Supplied records START
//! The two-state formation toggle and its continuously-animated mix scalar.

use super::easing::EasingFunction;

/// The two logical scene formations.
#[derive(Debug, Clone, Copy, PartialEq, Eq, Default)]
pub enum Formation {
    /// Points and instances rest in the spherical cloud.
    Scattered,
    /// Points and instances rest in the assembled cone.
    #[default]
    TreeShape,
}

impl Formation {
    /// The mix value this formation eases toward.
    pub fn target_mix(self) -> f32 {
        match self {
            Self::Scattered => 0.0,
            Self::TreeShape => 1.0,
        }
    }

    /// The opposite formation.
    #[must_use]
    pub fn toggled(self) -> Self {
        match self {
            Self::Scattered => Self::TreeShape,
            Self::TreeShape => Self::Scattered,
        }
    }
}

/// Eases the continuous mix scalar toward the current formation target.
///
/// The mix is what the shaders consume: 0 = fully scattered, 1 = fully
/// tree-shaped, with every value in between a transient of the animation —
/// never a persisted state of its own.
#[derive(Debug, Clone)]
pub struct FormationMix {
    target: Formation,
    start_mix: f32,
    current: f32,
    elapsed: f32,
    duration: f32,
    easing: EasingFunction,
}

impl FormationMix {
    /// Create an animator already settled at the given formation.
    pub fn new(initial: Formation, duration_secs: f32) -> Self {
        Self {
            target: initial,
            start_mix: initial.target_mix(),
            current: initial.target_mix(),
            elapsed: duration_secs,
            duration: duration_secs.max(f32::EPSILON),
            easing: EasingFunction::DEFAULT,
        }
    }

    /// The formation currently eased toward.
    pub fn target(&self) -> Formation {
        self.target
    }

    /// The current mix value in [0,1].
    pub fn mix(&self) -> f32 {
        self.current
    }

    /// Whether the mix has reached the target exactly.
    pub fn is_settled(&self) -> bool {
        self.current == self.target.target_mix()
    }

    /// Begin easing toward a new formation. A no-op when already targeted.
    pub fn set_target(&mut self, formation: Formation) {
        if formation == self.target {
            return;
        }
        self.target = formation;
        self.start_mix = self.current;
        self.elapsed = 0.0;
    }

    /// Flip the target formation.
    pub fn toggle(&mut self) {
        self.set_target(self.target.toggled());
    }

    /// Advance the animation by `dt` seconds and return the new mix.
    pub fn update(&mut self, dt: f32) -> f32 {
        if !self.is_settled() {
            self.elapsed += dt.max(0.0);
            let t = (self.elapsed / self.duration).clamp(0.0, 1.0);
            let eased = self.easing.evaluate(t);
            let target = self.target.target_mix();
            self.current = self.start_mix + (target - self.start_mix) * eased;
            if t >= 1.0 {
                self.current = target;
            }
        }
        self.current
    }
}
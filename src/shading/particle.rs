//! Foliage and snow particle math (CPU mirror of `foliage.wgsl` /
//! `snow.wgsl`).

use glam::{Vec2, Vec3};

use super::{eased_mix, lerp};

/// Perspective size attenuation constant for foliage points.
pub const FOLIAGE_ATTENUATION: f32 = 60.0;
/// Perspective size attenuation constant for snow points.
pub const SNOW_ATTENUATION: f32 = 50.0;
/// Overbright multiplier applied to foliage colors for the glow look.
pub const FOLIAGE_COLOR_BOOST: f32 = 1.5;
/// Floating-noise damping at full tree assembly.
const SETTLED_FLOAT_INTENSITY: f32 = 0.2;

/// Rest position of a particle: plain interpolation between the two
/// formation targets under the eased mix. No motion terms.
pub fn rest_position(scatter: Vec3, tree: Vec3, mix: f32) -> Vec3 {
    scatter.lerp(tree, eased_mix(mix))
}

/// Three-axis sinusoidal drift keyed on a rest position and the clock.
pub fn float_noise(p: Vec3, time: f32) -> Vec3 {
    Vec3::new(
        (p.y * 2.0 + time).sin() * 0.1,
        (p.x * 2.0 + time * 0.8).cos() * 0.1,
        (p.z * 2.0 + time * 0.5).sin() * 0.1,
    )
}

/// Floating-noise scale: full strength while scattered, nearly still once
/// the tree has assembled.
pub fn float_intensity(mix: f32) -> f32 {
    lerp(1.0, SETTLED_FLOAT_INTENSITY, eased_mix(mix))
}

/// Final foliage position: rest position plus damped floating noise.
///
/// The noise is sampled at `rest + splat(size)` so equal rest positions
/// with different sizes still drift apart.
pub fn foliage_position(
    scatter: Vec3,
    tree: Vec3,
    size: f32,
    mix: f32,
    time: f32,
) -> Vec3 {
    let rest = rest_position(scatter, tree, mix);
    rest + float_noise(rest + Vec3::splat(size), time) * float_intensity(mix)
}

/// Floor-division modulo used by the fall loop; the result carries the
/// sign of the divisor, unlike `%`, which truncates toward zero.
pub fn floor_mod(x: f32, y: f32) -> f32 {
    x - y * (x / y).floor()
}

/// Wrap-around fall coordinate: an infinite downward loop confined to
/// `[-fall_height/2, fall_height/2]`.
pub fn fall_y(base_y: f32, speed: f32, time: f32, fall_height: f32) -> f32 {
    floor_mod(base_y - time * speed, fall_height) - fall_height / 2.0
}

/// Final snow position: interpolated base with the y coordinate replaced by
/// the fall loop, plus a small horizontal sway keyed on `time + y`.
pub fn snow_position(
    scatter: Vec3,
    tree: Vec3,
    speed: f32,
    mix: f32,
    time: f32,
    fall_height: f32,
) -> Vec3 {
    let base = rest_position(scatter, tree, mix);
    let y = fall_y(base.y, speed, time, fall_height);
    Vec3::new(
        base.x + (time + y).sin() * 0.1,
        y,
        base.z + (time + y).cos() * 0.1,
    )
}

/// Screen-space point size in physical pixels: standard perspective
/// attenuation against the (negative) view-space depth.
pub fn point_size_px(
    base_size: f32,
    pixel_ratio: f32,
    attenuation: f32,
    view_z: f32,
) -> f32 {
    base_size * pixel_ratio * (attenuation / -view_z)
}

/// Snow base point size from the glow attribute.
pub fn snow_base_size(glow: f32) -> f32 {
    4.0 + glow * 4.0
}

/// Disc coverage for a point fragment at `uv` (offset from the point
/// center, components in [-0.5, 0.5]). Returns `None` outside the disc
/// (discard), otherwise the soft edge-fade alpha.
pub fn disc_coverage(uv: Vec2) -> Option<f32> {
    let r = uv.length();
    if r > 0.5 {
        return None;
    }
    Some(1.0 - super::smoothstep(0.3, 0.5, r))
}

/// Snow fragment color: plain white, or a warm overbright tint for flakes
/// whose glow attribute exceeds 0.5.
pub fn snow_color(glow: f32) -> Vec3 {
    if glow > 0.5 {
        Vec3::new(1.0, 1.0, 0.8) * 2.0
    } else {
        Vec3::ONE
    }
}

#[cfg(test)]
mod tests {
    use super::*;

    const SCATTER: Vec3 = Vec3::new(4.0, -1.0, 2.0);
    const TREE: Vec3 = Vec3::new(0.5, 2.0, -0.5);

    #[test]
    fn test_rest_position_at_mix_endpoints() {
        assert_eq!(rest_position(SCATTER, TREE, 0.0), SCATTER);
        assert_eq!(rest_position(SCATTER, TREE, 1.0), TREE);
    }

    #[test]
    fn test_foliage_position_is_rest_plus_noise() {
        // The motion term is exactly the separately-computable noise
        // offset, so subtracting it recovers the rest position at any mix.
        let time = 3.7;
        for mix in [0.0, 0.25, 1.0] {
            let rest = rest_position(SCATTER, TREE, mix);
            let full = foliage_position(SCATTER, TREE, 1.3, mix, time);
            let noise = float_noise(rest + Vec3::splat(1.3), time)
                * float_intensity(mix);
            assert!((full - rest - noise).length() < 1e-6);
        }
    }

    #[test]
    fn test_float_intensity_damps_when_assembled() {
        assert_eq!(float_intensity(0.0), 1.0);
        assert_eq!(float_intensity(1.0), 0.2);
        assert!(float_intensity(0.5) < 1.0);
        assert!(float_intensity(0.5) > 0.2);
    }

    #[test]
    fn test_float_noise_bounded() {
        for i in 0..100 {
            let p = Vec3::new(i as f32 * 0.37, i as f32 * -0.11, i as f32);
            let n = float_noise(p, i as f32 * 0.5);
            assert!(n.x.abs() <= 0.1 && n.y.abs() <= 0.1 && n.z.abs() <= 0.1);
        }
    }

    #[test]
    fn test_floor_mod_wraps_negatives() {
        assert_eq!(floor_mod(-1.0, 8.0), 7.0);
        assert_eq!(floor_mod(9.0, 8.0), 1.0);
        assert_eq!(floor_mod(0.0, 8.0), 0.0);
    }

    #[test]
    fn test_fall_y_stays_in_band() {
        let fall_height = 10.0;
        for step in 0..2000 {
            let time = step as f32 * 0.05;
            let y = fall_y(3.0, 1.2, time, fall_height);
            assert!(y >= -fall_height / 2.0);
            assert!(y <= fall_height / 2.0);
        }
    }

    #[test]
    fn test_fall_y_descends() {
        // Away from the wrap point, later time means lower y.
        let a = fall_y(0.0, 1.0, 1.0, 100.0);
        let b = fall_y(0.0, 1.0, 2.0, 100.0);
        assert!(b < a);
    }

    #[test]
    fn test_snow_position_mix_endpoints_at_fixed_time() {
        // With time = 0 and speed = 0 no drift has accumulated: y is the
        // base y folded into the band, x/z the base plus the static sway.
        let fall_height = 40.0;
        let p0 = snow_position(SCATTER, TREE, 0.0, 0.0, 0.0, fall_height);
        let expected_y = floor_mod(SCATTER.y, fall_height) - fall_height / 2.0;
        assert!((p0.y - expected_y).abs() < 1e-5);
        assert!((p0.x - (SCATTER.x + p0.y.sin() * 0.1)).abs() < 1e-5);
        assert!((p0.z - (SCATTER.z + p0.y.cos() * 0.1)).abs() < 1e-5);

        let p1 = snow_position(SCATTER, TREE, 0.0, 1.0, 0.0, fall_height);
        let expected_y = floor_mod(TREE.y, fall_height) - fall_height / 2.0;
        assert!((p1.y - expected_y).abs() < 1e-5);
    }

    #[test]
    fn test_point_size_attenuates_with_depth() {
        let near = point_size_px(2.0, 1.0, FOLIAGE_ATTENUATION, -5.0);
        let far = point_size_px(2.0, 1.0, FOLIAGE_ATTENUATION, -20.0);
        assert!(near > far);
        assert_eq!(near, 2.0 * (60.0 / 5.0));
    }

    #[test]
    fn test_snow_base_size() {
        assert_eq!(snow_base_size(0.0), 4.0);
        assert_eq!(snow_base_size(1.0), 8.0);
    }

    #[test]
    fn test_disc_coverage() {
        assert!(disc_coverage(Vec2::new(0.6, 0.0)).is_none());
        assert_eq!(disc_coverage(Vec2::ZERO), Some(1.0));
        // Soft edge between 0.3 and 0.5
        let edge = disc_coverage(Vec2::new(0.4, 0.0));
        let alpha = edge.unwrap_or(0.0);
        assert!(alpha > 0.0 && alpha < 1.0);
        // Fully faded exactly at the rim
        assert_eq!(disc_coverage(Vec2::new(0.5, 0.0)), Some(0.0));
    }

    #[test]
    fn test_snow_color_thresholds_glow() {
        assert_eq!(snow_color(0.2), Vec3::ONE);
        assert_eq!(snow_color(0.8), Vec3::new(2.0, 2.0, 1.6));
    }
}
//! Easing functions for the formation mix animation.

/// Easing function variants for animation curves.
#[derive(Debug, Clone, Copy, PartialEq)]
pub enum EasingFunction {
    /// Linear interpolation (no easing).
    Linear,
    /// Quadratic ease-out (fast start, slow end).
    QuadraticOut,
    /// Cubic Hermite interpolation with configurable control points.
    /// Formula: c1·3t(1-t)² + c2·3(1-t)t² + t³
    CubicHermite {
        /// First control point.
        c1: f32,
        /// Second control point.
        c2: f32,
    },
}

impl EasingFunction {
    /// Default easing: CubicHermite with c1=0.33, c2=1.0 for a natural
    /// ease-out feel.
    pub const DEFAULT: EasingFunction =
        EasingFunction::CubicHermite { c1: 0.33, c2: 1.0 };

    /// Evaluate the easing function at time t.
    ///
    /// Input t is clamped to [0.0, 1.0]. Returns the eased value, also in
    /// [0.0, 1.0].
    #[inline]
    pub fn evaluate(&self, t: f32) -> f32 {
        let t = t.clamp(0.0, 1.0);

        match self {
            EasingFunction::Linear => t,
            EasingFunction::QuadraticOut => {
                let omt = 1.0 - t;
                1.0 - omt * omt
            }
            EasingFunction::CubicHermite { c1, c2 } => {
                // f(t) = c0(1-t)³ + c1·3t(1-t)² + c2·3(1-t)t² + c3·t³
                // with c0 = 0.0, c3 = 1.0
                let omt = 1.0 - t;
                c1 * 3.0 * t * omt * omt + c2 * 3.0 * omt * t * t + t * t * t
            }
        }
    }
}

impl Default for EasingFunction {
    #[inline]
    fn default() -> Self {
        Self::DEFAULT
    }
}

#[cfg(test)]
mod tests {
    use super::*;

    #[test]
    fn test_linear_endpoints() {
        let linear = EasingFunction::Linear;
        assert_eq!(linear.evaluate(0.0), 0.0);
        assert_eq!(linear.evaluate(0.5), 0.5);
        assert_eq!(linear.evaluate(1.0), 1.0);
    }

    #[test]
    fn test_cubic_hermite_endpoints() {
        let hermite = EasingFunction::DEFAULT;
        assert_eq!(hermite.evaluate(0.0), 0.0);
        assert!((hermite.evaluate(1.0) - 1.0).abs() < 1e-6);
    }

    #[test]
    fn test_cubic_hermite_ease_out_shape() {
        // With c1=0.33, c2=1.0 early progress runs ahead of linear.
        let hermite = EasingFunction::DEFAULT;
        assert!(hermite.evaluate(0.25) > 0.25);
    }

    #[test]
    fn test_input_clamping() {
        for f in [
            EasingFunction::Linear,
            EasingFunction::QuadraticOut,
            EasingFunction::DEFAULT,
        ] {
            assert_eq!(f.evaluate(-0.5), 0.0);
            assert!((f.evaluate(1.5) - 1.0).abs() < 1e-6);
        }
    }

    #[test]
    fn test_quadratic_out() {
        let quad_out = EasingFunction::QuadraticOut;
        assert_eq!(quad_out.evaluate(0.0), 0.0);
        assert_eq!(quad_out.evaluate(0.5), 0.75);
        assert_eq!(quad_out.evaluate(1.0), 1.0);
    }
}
Supplied records END
Task to carry out: Extract every line containing the string "Copy" from the data above.

Answer below:
#[derive(Debug, Clone, Copy, PartialEq, Eq, Default)]
#[derive(Debug, Clone, Copy, PartialEq)]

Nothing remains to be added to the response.